Norton in Hales is a village and civil parish in Shropshire, England. Prior to 1 April 2009, it was in North Shropshire district.

It lies on the A53 between the town of Market Drayton and Woore, Shropshire's most northeasterly village and parish.

Staffordshire is to the east of the parish and Cheshire to the west. Also within the parish is the village of Betton and hamlet of Ridgwardine.

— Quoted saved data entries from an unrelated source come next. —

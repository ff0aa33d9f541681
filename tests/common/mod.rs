use std::collections::VecDeque;
use std::sync::Arc;
use std::time::Duration;

use event_forwarder::proto::ingest::event_ingest_server::EventIngest;
use event_forwarder::proto::ingest::event_ingest_server::EventIngestServer;
use event_forwarder::proto::ingest::EventMessage;
use event_forwarder::proto::ingest::PublishRequest;
use event_forwarder::proto::ingest::PublishResponse;
use event_forwarder::BackoffPolicy;
use event_forwarder::ForwarderConfig;
use parking_lot::Mutex;
use tokio::net::TcpListener;
use tokio::sync::oneshot;
use tonic::codec::CompressionEncoding;
use tonic::Request;
use tonic::Response;
use tonic::Status;

pub const WAIT: Duration = Duration::from_secs(10);

pub const QUEUE_NAME: &str = "cluster-events";

/// `Publish` call accepted by [`RecordingIngest`]
#[derive(Debug, Clone)]
pub struct Received {
    pub authorization: Option<String>,
    pub request: PublishRequest,
}

/// In-process ingest endpoint. Answers with the scripted statuses first,
/// then accepts and records every request.
#[derive(Debug, Default)]
pub struct RecordingIngest {
    failures: Mutex<VecDeque<Status>>,
    received: Mutex<Vec<Received>>,
}

#[allow(dead_code)]
impl RecordingIngest {
    pub fn failing_with(statuses: Vec<Status>) -> Self {
        Self {
            failures: Mutex::new(statuses.into()),
            ..Default::default()
        }
    }

    pub fn received(&self) -> Vec<Received> {
        self.received.lock().clone()
    }

    pub fn messages(&self) -> Vec<EventMessage> {
        self.received
            .lock()
            .iter()
            .flat_map(|r| r.request.messages.clone())
            .collect()
    }
}

#[tonic::async_trait]
impl EventIngest for RecordingIngest {
    async fn publish(
        &self,
        request: Request<PublishRequest>,
    ) -> std::result::Result<Response<PublishResponse>, Status> {
        if let Some(status) = self.failures.lock().pop_front() {
            return Err(status);
        }
        let authorization = request
            .metadata()
            .get("authorization")
            .and_then(|v| v.to_str().ok())
            .map(str::to_string);
        let request = request.into_inner();
        let accepted = request.messages.len() as u32;
        self.received.lock().push(Received {
            authorization,
            request,
        });
        Ok(Response::new(PublishResponse { accepted }))
    }
}

/// Serves `service` on an ephemeral port; dropping or firing the returned
/// sender stops the server.
pub async fn start_ingest(service: Arc<RecordingIngest>) -> (u16, oneshot::Sender<()>) {
    let listener = TcpListener::bind("127.0.0.1:0").await.unwrap();
    let port = listener.local_addr().unwrap().port();
    let (tx, rx) = oneshot::channel::<()>();

    tokio::spawn(async move {
        tonic::transport::Server::builder()
            .add_service(
                EventIngestServer::from_arc(service)
                    .accept_compressed(CompressionEncoding::Gzip)
                    .send_compressed(CompressionEncoding::Gzip),
            )
            .serve_with_incoming_shutdown(tokio_stream::wrappers::TcpListenerStream::new(listener), async {
                rx.await.ok();
            })
            .await
            .unwrap();
    });

    (port, tx)
}

/// Configuration pointing at a local ingest endpoint with fast retries
pub fn forwarder_config(port: u16) -> ForwarderConfig {
    let mut config = ForwarderConfig::default();
    config.transport.endpoint = format!("http://127.0.0.1:{port}");
    config.transport.queue_name = QUEUE_NAME.to_string();
    config.transport.connect_timeout_ms = 1000;
    config.transport.request_timeout_ms = 2000;
    config.retry.dispatch = BackoffPolicy {
        max_retries: 4,
        timeout_ms: 2000,
        base_delay_ms: 5,
        max_delay_ms: 20,
    };
    config
}

pub fn body_json(message: &EventMessage) -> serde_json::Value {
    serde_json::from_slice(&message.body).unwrap()
}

The parish church is Saint Chad's, rebuilt in the 19th century. Also within the village are Norton in Hales Church of England Primary School, the Hind's Head Inn, and a large playing field.

The monument to Frances, Lady Cotton (d. 1606) in St Chad's was designed by Inigo Jones around the year 1611. Her husband Rowland Cotton, who commissioned the tomb, was associated with the court of Prince Henry, as was Jones. The tomb is the earliest known work of Inigo Jones.

Upon the village green near the church stands a rock known as The Brading Stone. It was said by local tradition anyone caught working after noon on Shrove Tuesday would be "bumped" upon the stone.

Tunstall Hall is a Grade II* listed building, built in about 1732, formerly a girls' school, and now a residential home offering specialist care in dementia.

The engineer Samuel Owen, who later emigrated to Sweden where he became an industrialist, was born at Norton in 1774.

The village had a railway station operating from 1870 to 1956 on a defunct line to Market Drayton of the North Staffordshire Railway.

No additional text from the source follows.